Lacuna – A Learning Network for Educators, Practitioners, Artists and Teachers

We’re very excited to announce the launch of our new educators network ~ Lacuna ~ in collaboration with Turner Contemporary & Arts Education Exchange.

The network is aimed at teachers and educators across the region to share and develop their knowledge and approach to creative learning; underpinned by creativity, curiosity and critical thinking and making use of the cultural context of Thanet. 

We aim to invite an open dialogue across sectors and communities, building on the area’s rich tapestry of history and innovation to nurture a culture of learning. With our combined expertise, knowledge and resources in social practice, education and access we want to open up opportunity, discourse and practice.

Upcoming events:

Lacuna 4:

Join Open School East Artistic Director Polly Brannan & Super Slow Way Director, Laurie Peake for the fourth Lacuna session that considers the Artist’s Role in Society, exploring the question:

What happens when artists are embedded and working with & not for local communities?

Please find dates & timings for the session below – if you would like to attend please use the button below to reserve a free ticket:

Date: Wednesday 26 April 2023

Time: 5.00pm – 7.00pm

Venue: Turner Contemporary

Through the session, Laurie Peake will present two key innovative social practice models & artworks that have become some of the most significant social practice works in the UK today which include Jeanne van Heeswijk’s 2up2down (Commissioned by Liverpool Biennial) which created the Community Land Trust and bakery, Homebaked, in Liverpool, where the community took matters into their own hands to re-imagine and reclaim their homes. Also, US artist and pioneer of public art and socially engaged practice, Suzanne Lacy’s Shapes of Water, Sounds of Hope (commissioned by Super Slow Way) that looks at how a post industrial town comes together in extraordinary ways, over 3 years to create a mass participation artwork at Brierfield Mill, Pendle. We will explore communities & young people’s perception of where they live & what change they can make, carving out their own future, on their own terms.

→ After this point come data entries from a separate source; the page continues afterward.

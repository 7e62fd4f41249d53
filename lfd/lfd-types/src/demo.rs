//! Recorded demonstrations.

use crate::{AugmentedTrajectory, SceneState};

#[cfg(feature = "serde")]
use serde::{Deserialize, Serialize};

/// A named demonstration: the scene it was recorded on and the motion.
#[derive(Debug, Clone, PartialEq)]
#[cfg_attr(feature = "serde", derive(Serialize, Deserialize))]
pub struct Demonstration {
    /// Unique action name.
    pub name: String,
    /// Scene observed before the motion.
    pub scene: SceneState,
    /// Recorded motion.
    pub aug_traj: AugmentedTrajectory,
}

impl Demonstration {
    /// Creates a demonstration.
    #[must_use]
    pub fn new(name: impl Into<String>, scene: SceneState, aug_traj: AugmentedTrajectory) -> Self {
        Self {
            name: name.into(),
            scene,
            aug_traj,
        }
    }
}
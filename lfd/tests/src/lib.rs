//! Shared fixtures for cross-crate tests.
//!
//! [`TableSim`] is a tabletop where every arm that closes its gripper drags
//! the whole object cloud along with the gripper's net displacement. It is
//! enough to check that selection and transfer compose; it is not a physics
//! model.

#![allow(clippy::missing_panics_doc)]

use lfd_select::{CostOracle, SceneFeatures, SelectResult, Simulator, SimulatorFactory};
use lfd_transfer::testing::demo_cloud;
use lfd_types::{AugmentedTrajectory, Demonstration, SceneState};
use nalgebra::{DVector, Point3, Vector3};

/// A tabletop simulator over a point cloud.
#[derive(Debug, Clone)]
pub struct TableSim {
    cloud: Vec<Point3<f64>>,
    goal_x: f64,
    executed: usize,
}

impl TableSim {
    /// Number of trajectories executed.
    #[must_use]
    pub const fn executed(&self) -> usize {
        self.executed
    }
}

impl Simulator for TableSim {
    type State = Vec<Point3<f64>>;

    fn state(&self) -> Self::State {
        self.cloud.clone()
    }

    fn execute(&mut self, trajectory: &AugmentedTrajectory) -> SelectResult<()> {
        let mut shift = Vector3::zeros();
        for (_, track) in trajectory.arms() {
            if !track.close_finger.iter().any(|&c| c) {
                continue;
            }
            if let (Some(first), Some(last)) = (track.ee_poses.first(), track.ee_poses.last()) {
                shift += last.translation.vector - first.translation.vector;
            }
        }
        for p in &mut self.cloud {
            *p += shift;
        }
        self.executed += 1;
        Ok(())
    }

    fn reset_arms(&mut self) -> SelectResult<()> {
        Ok(())
    }

    fn observe_scene(&self) -> SelectResult<SceneState> {
        Ok(SceneState::new(self.cloud.clone()))
    }

    fn goal_reached(&self, scene: &SceneState) -> bool {
        scene.centroid().is_some_and(|c| c.x >= self.goal_x)
    }
}

/// Spawns [`TableSim`]s starting from the demonstration cloud.
#[derive(Debug, Clone)]
pub struct TableSims {
    start: Vec<Point3<f64>>,
    goal_x: f64,
}

impl TableSims {
    /// Simulators whose goal is dragging the cloud centroid at least
    /// `advance` along x.
    #[must_use]
    pub fn new(advance: f64) -> Self {
        let start = demo_cloud();
        let start_x = SceneState::new(start.clone()).centroid().map_or(0.0, |c| c.x);
        Self {
            start,
            goal_x: start_x + advance,
        }
    }

    /// The initial scene.
    #[must_use]
    pub fn start_scene(&self) -> SceneState {
        SceneState::new(self.start.clone())
    }
}

impl SimulatorFactory for TableSims {
    type Sim = TableSim;

    fn spawn(&self, state: Option<&Vec<Point3<f64>>>) -> SelectResult<TableSim> {
        Ok(TableSim {
            cloud: state.cloned().unwrap_or_else(|| self.start.clone()),
            goal_x: self.goal_x,
            executed: 0,
        })
    }
}

/// Features `[centroid x]`.
#[derive(Debug, Clone, Copy, Default)]
pub struct CentroidX;

impl SceneFeatures for CentroidX {
    fn features(&self, scene: &SceneState) -> DVector<f64> {
        DVector::from_element(1, scene.centroid().map_or(0.0, |c| c.x))
    }
}

/// Costs demonstrations by the distance between scene centroids.
#[derive(Debug, Clone)]
pub struct CentroidDistance {
    demos: Vec<Demonstration>,
}

impl CentroidDistance {
    /// An oracle over `demos`.
    #[must_use]
    pub const fn new(demos: Vec<Demonstration>) -> Self {
        Self { demos }
    }
}

impl CostOracle for CentroidDistance {
    fn batch_cost(&self, scene: &SceneState) -> SelectResult<Vec<(String, f64)>> {
        let target = scene.centroid().unwrap_or_else(Point3::origin);
        Ok(self
            .demos
            .iter()
            .map(|d| {
                let source = d.scene.centroid().unwrap_or_else(Point3::origin);
                (d.name.clone(), (target - source).norm())
            })
            .collect())
    }
}

/// `demo` recorded in a scene moved by `offset`, renamed to `name`.
#[must_use]
pub fn relocated(demo: &Demonstration, name: &str, offset: Vector3<f64>) -> Demonstration {
    let cloud = demo.scene.cloud().iter().map(|p| p + offset).collect();
    Demonstration::new(name, SceneState::new(cloud), demo.aug_traj.clone())
}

Laurie Peake is a curator who works with artists to help people transform their own neighbourhoods in projects such as Suzanne Lacy’s Shapes of Water, Sounds of Hope in Pendle, UK and Jeanne Van Heeswijk’s 2Up 2Down in Liverpool, UK. She is currently Director of Super Slow Way, a cultural development organisation which is one of Arts Council England’s Creative People and Places programmes, located along the Leeds & Liverpool Canal corridor in East Lancashire.Previously, Laurie was Programme Director at Liverpool Biennial for 10 years, where she developed strategic partnerships to deliver temporary and permanent commissions with international artists in public spaces across Merseyside. Projects such as Antony Gormley’s Another Place on Crosby Beach, Jaume Plensa’s Dream and Jeanne Van Heeswijk’s 2Up2Down which created the Community Land Trust and bakery, Homebaked, in Liverpool, were all notable for their transformative effects.